COUNTLESS3D + Zero Correction + Dynamic Programming

dynamic_zero_corrected_countless3d.py

from itertools import combinations
from functools import reduce
import numpy as np

def dynamic_zero_corrected_countless3d(data):
  sections = []

  # shift zeros up one so they don't interfere with bitwise operators
  # we'll shift down at the end
  data += 1 
  
  # This loop splits the 2D array apart into four arrays that are
  # all the result of striding by 2 and offset by (0,0), (0,1), (1,0), 
  # and (1,1) representing the A, B, C, and D positions from Figure 1.
  factor = (2,2,2)
  for offset in np.ndindex(factor):
    part = data[tuple(np.s_[o::f] for o, f in zip(offset, factor))]
    sections.append(part)
  
  pick = lambda a,b: a * (a == b)
  lor = lambda x,y: x + (x == 0) * y # logical or

  subproblems2 = {}

  results2 = None
  for x,y in combinations(range(7), 2):
    res = pick(sections[x], sections[y])
    subproblems2[(x,y)] = res
    if results2 is not None:
      results2 = lor(results2, res)
    else:
      results2 = res

  subproblems3 = {}

  results3 = None
  for x,y,z in combinations(range(8), 3):
    res = pick(subproblems2[(x,y)], sections[z])

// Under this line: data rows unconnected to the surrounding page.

//! # thingrules-adapter-virtual
//!
//! In-memory device layer that stands in for real adapters during demos and
//! tests.
//!
//! ## Demo things
//!
//! | Thing | Properties | Actions | Events |
//! |-------|------------|---------|--------|
//! | `light` | `on`, `level` | | |
//! | `door` | `open`, `locked`, `battery` (read-only) | `lock`, `unlock` | `knocked` |
//! | `switch` | `on` | | `pressed` |
//! | `sensor` | `temperature`, `unit` (read-only) | | |
//!
//! Every property write publishes a `property_changed` event, every emitted
//! event or performed action publishes an `event`, through the configured
//! [`EventPublisher`].
//!
//! [`VirtualNotifiers`] plays the notifier side: outlets that log and keep
//! what `NotifierOutletEffect` sends them. The demo set has a `log`
//! notifier with a `console` outlet.
//!
//! ## Dependency rule
//!
//! Depends on `thingrules-app` (port traits) and `thingrules-domain` only.

mod notifier;
mod thing;

use std::collections::BTreeMap;
use std::sync::{Mutex, MutexGuard, PoisonError};

use serde_json::Value;
use thingrules_app::ports::{DeviceGateway, EventPublisher};
use thingrules_domain::error::DeviceError;
use thingrules_domain::event::DeviceEvent;
use thingrules_domain::id::ThingId;

pub use notifier::VirtualNotifiers;
pub use thing::VirtualThing;

/// A set of simulated things behind the [`DeviceGateway`] port.
pub struct VirtualThings<P> {
    things: Mutex<BTreeMap<ThingId, VirtualThing>>,
    publisher: P,
}

impl<P: EventPublisher + Send + Sync> VirtualThings<P> {
    /// Create an empty device layer.
    pub fn new(publisher: P) -> Self {
        Self {
            things: Mutex::new(BTreeMap::new()),
            publisher,
        }
    }

    /// Create a device layer seeded with the demo things.
    pub fn with_demo_things(publisher: P) -> Self {
        let layer = Self::new(publisher);
        for (id, thing) in thing::demo_things() {
            layer.add_thing(id, thing);
        }
        layer
    }

    /// Register (or replace) a thing.
    pub fn add_thing(&self, id: impl Into<ThingId>, thing: VirtualThing) {
        let id = id.into();
        tracing::debug!(thing = %id, title = %thing.title, "virtual thing added");
        self.lock().insert(id, thing);
    }

    /// Forget a thing. Returns whether it existed.
    pub fn remove_thing(&self, id: &ThingId) -> bool {
        self.lock().remove(id).is_some()
    }

    /// Simulate a thing dropping off (or coming back to) the network.
    ///
    /// # Errors
    ///
    /// Returns [`DeviceError::ThingNotFound`] for an unknown thing.
    pub fn set_reachable(&self, id: &ThingId, reachable: bool) -> Result<(), DeviceError> {
        let mut things = self.lock();
        let thing = things
            .get_mut(id)
            .ok_or_else(|| DeviceError::ThingNotFound(id.clone()))?;
        thing.reachable = reachable;
        Ok(())
    }

    /// Ids of all registered things.
    #[must_use]
    pub fn thing_ids(&self) -> Vec<ThingId> {
        self.lock().keys().cloned().collect()
    }

    /// Current value of a property, ignoring reachability.
    #[must_use]
    pub fn peek(&self, id: &ThingId, property: &str) -> Option<Value> {
        self.lock()
            .get(id)?
            .properties
            .get(property)
            .map(|slot| slot.value.clone())
    }

    /// Change a property the way the thing itself would (read-only
    /// properties included) and publish the change.
    ///
    /// # Errors
    ///
    /// Returns [`DeviceError`] when the thing or property is unknown, or the
    /// thing is unreachable.
    pub async fn report_property(
        &self,
        id: &ThingId,
        property: &str,
        value: Value,
    ) -> Result<(), DeviceError> {
        self.write(id, property, value.clone(), true)?;
        self.publish(DeviceEvent::property_changed(id.clone(), property, value))
            .await;
        Ok(())
    }

    /// Make a thing emit a named event.
    ///
    /// # Errors
    ///
    /// Returns [`DeviceError::ThingNotFound`] for an unknown thing and
    /// [`DeviceError::Unreachable`] for an unreachable one.
    pub async fn emit_event(&self, id: &ThingId, name: &str) -> Result<(), DeviceError> {
        {
            let things = self.lock();
            let thing = reachable_thing(&things, id)?;
            if !thing.events.contains(name) {
                tracing::debug!(thing = %id, event = name, "emitting undeclared event");
            }
        }
        self.publish(DeviceEvent::event(id.clone(), name)).await;
        Ok(())
    }

    fn write(
        &self,
        id: &ThingId,
        property: &str,
        value: Value,
        as_device: bool,
    ) -> Result<(), DeviceError> {
        let mut things = self.lock();
        let thing = things
            .get_mut(id)
            .ok_or_else(|| DeviceError::ThingNotFound(id.clone()))?;
        if !thing.reachable {
            return Err(DeviceError::Unreachable(id.clone()));
        }
        let slot = thing
            .properties
            .get_mut(property)
            .ok_or_else(|| DeviceError::PropertyNotFound {
                thing: id.clone(),
                property: property.to_string(),
            })?;
        if slot.read_only && !as_device {
            return Err(DeviceError::Rejected {
                thing: id.clone(),
                property: property.to_string(),
                reason: "read-only property".to_string(),
            });
        }
        slot.value = value;
        Ok(())
    }

    async fn publish(&self, event: DeviceEvent) {
        if let Err(error) = self.publisher.publish(event).await {
            tracing::warn!(%error, "failed to publish device event");
        }
    }

    fn lock(&self) -> MutexGuard<'_, BTreeMap<ThingId, VirtualThing>> {
        self.things.lock().unwrap_or_else(PoisonError::into_inner)
    }
}

fn reachable_thing<'a>(
    things: &'a BTreeMap<ThingId, VirtualThing>,
    id: &ThingId,
) -> Result<&'a VirtualThing, DeviceError> {
    let thing = things
        .get(id)
        .ok_or_else(|| DeviceError::ThingNotFound(id.clone()))?;
    if thing.reachable {
        Ok(thing)
    } else {
        Err(DeviceError::Unreachable(id.clone()))
    }
}

impl<P: EventPublisher + Send + Sync> DeviceGateway for VirtualThings<P> {
    async fn get_property_value(&self, thing: &ThingId, property: &str) -> Option<Value> {
        let things = self.lock();
        let thing = reachable_thing(&things, thing).ok()?;
        thing.properties.get(property).map(|slot| slot.value.clone())
    }

    async fn set_property_value(
        &self,
        thing: &ThingId,
        property: &str,
        value: Value,
    ) -> Result<(), DeviceError> {
        self.write(thing, property, value.clone(), false)?;
        self.publish(DeviceEvent::property_changed(thing.clone(), property, value))
            .await;
        Ok(())
    }

    async fn request_action(
        &self,
        thing: &ThingId,
        action: &str,
        parameters: Value,
    ) -> Result<(), DeviceError> {
        {
            let things = self.lock();
            let target = reachable_thing(&things, thing)?;
            if !target.actions.contains(action) {
                return Err(DeviceError::Rejected {
                    thing: thing.clone(),
                    property: action.to_string(),
                    reason: "unknown action".to_string(),
                });
            }
        }
        tracing::debug!(%thing, action, %parameters, "virtual action performed");
        self.publish(DeviceEvent::event(thing.clone(), action)).await;
        Ok(())
    }
}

    # 7 is the terminal element, we don't need to memoize these solutions
    if z != 7: 
      subproblems3[(x,y,z)] = res

    if results3 is not None:
      results3 = lor(results3, res)
    else:
      results3 = res

  results4 = ( pick(subproblems3[(x,y,z)], sections[w]) for x,y,z,w in combinations(range(8), 4) )
  results4 = reduce(lor, results4) 
  
  final_result = reduce(lor, (results4, results3, results2, sections[-1])) - 1
  data -= 1
  return final_result